Die hier präsentierten Pflanzen werden von uns gekürt, basierend auf Erfahrungen, Vorlieben und Begeisterung. Es sind Empfehlungen, die von Herzen kommen – quasi von Gärtner:in zu Gärtner:in. Ganz einfach und schnörkellos.

 
À propos: Wem eine Empfehlung in den Sinn kommt, die hier auch ausgesprochen werden sollte, dann her damit! Schreib an bewild(at)biogarten.ch und wir schauen ob's passt. Wichtig wäre nicht nur die Pflanzenempfehlung, sondern auch die Gründe, wieso die Pflanze so toll ist. Und wenn wir bereits bei den Extrawünschen angekommen sind: Gerne mit Pflanzenbild aus dem Garten ;-) Merci viumau.

Monat für Monat Pflanzentipps zur Inspiration mit Pflanzen, welche einen Garten bereichern
BlühzeitFebruar- März
Überwinterung

Winterhart

WuchshöheVeredelt bis ca. 500 cm
Unveredelt bis ca. 600 cm
Wuchsstärke40 - 90 cm / Jahr
WurzelwuchsFlachwurzler
Blüte

Gelbe Kätzchen (männlich), unscheinbar bei den Knospen (weiblich)

Standort

Sonne - Halbschatten

Besonderes
  • Top 10 Pflanze für die Biodiversität
  • Sehr robust auch für das städtische Klima
  • Verkanntes kulinarisches Schatzkästchen


Die Hasel(-nuss) – Corylus avellana

Pflanze des Monats Februar 2024

Die Zeit, in denen «Drei Haselnüsse für Aschenbrödel» über die Fernsehbildschirme flimmerte, ist vorbei. Jetzt schlägt die Stunde für die Hasel selbst. Das einheimische Gehölz hat einiges zu bieten. 

Als Frühblüherin spendet sie mit ihren Kätzchen – die Katerchen heissen müssten, weil es männliche Blüten sind – vielen Insekten Starthilfe. Ihre Zweige und das dichte Blattwerk bieten Nistplätze und Schutz. Das herabfallende ist Laub Nistmaterial fürs Winterlager und die reifen Nüsse im Spätherbst sind bei den Gartenbewohnern als gesundes (Winter-)Futter beliebt.

Nicht nur der C-Falter schätzt die kulinarischen Vorzüge der Blätter. In der Gartenküche werden aus dem jungen Laub gefüllte Blattsäckchen gewickelt, bis die Weinblätter im Garten soweit sind. Die Haselkätzchen lassen sich in der Küche zu Leckereien verarbeiten. Es gibt viele Rezepte mit Blättern, Blüten und Haselnüssen zu entdecken. 

Die Hasel gilt als Pioniergewächs. Sie ist anspruchslos, windfest und ein Schatz für die Biodiversität. Man findet sie mit grüner und roter Belaubung. Als Selbstbefruchterin braucht es keine weiteren Haseln, um im Herbst Nüsse zu ernten. Man muss nur schneller sein als Vögel, Eichhörnchen und andere tierische Nussfans. Dazu bei jedem Gartenrundgang die Nüsse, welche nicht wurmstichig sind, sammeln und kühl und trocken lagern. Bei einer gewissen Menge kann man sie schälen und rösten. Das macht sie haltbarer für die leckere Gartenküche.

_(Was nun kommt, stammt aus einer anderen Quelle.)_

use std::str::FromStr;

use tracing::{Level, metadata::LevelFilter};
use tracing_subscriber::{
    filter::FilterFn, fmt::time::ChronoUtc, prelude::__tracing_subscriber_SubscriberExt,
    util::SubscriberInitExt,
};

#[macro_export]
macro_rules! log {
    ($level:expr, $span:expr, $($msg:expr),*) => {{
        let span = $crate::tracing::span!($level, $span);
        let _enter = span.enter();

        $crate::tracing::event!($level, $($msg),*)
    }};
}

/// Traffic leaving the relay, e.g. a reply to an SMTP client
#[macro_export]
macro_rules! outgoing {
    (level = $level:ident, $($msg:expr),*) => {
        $crate::log!($crate::tracing::Level::$level, "outgoing", $($msg),*)
    };

    ($($msg:expr),*) => {
        $crate::outgoing!(level = TRACE, $($msg),*)
    };
}

/// Traffic arriving at the relay, e.g. a command from an SMTP client
#[macro_export]
macro_rules! incoming {
    (level = $level:ident, $($msg:expr),*) => {
        $crate::log!($crate::tracing::Level::$level, "incoming", $($msg),*)
    };

    ($($msg:expr),*) => {
        $crate::incoming!(level = TRACE, $($msg),*)
    };
}

#[macro_export]
macro_rules! internal {
    (level = $level:ident, $($msg:expr),*) => {
        $crate::log!($crate::tracing::Level::$level, "internal", $($msg),*)
    };

    ($($msg:expr),*) => {
        $crate::internal!(level = TRACE, $($msg),*)
    };
}

#[derive(Debug, Clone, Copy, PartialEq, Eq)]
enum Format {
    Compact,
    Json,
}

impl Format {
    fn from_env() -> Self {
        match std::env::var("LOG_FORMAT") {
            Ok(format) if format.eq_ignore_ascii_case("json") => Self::Json,
            _ => Self::Compact,
        }
    }
}

fn level_from_env() -> LevelFilter {
    let default = if cfg!(debug_assertions) {
        LevelFilter::DEBUG
    } else {
        LevelFilter::INFO
    };

    std::env::var("LOG_LEVEL").map_or(default, |level| {
        LevelFilter::from_str(level.as_str()).unwrap_or_else(|_| {
            eprintln!("Invalid log level specified {level}, defaulting to {default}");
            default
        })
    })
}

/// Everything from our own crates, and only warnings or worse from dependencies.
fn is_relevant(target: &str, level: Level) -> bool {
    target.starts_with("smtpflow") || level <= Level::WARN
}

/// Install the global subscriber.
///
/// `LOG_LEVEL` picks the maximum level and `LOG_FORMAT=json` switches to
/// structured output for log shippers.
pub fn init() {
    let registry = tracing_subscriber::Registry::default()
        .with(level_from_env())
        .with(FilterFn::new(|metadata| {
            is_relevant(metadata.target(), *metadata.level())
        }));

    let layer = tracing_subscriber::fmt::layer()
        .with_file(false)
        .with_line_number(false)
        .with_timer(ChronoUtc::rfc_3339());

    match Format::from_env() {
        Format::Json => registry.with(layer.json()).init(),
        Format::Compact => registry.with(layer.compact().with_ansi(true)).init(),
    }
}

Ein weiterer Pluspunkt der Hasel sind ihre Zweige. Ihre biegsamen Ruten eignen sich nicht nur zum Basteln, sondern für zahlreiche kreative Gartenprojekte. Vom dekorativen Kranz, über Beeteinfassungen und Zäune bis hin zu Rankhilfen und Stützen für kleinere Pflanzen. Durch die Wuchsfreudigkeit der Haseluss ist Nachschub an Ruten Jahr für Jahr gesichert, sobald sie eine gewisse Grösse erreicht hat. Wenn, dann wird im Herbst geschnitten. Auf keinen Fall im Winter vor der Blütenbildung, denn Hummeln, Wildbienen & Co. sind auf den Frühjahrssnack angewiesen.

Als «wilder» Flachwurzler ist die Hasel auf Dauer nur bedingt für die «Topfkultur» geeignet. Wer die Hasel dennoch kultivieren will und Platz hat, kann sie in einem Trog, Kübel oder Topf pflanzen. In diesem Fall wird die Hasel nicht so üppig wachsen und nicht die Dimensionen annehmen wie im Freiland. Im Boden muss man die Haselnuss nur in der ersten Gartensaison giessen – im Topf regelmässig.

Summa Summarum: Wer mehr als 3 Nüsse haben will und auf Gartenmagie setzt, kommt um eine Hasel nicht herum. Mit ihr tanzt man zwar nicht auf einem Ball im glänzenden Kleid - aber ein Fest für die Sinne und ein kleiner Gartenschatz ist sie allemal ;-)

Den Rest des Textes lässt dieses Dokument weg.